(Saved entries)
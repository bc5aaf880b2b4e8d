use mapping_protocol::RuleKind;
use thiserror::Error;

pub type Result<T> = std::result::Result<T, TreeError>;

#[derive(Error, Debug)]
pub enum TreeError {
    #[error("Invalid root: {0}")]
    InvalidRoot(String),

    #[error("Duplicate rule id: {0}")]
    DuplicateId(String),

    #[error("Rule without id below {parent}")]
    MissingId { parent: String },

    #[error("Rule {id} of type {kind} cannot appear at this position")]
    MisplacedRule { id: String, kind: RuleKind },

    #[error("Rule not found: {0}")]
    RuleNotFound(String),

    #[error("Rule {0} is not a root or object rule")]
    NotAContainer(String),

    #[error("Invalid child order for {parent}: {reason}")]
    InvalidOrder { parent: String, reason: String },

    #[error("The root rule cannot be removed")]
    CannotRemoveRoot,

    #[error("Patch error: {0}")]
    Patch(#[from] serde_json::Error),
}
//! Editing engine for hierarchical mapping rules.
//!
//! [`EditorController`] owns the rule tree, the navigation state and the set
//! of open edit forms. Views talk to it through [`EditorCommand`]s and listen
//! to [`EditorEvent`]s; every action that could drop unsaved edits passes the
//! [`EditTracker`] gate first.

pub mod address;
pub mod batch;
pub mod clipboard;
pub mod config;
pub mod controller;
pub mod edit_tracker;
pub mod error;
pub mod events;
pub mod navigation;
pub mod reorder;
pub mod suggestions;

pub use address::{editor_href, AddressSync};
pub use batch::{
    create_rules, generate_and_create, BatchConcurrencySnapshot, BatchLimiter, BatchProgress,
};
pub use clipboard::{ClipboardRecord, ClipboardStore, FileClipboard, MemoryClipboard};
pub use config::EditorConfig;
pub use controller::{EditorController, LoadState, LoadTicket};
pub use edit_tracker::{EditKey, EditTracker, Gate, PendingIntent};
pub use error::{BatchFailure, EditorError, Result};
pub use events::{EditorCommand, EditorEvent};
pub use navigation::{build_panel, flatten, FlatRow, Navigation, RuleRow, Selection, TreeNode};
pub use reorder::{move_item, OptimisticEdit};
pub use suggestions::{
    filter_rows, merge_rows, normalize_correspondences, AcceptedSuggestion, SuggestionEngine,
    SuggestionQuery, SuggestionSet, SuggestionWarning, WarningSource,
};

• [What to produce]: If a line of the data holds the string "address", list it.

• [Finished exercise]:
pub mod address;
pub use address::{editor_href, AddressSync};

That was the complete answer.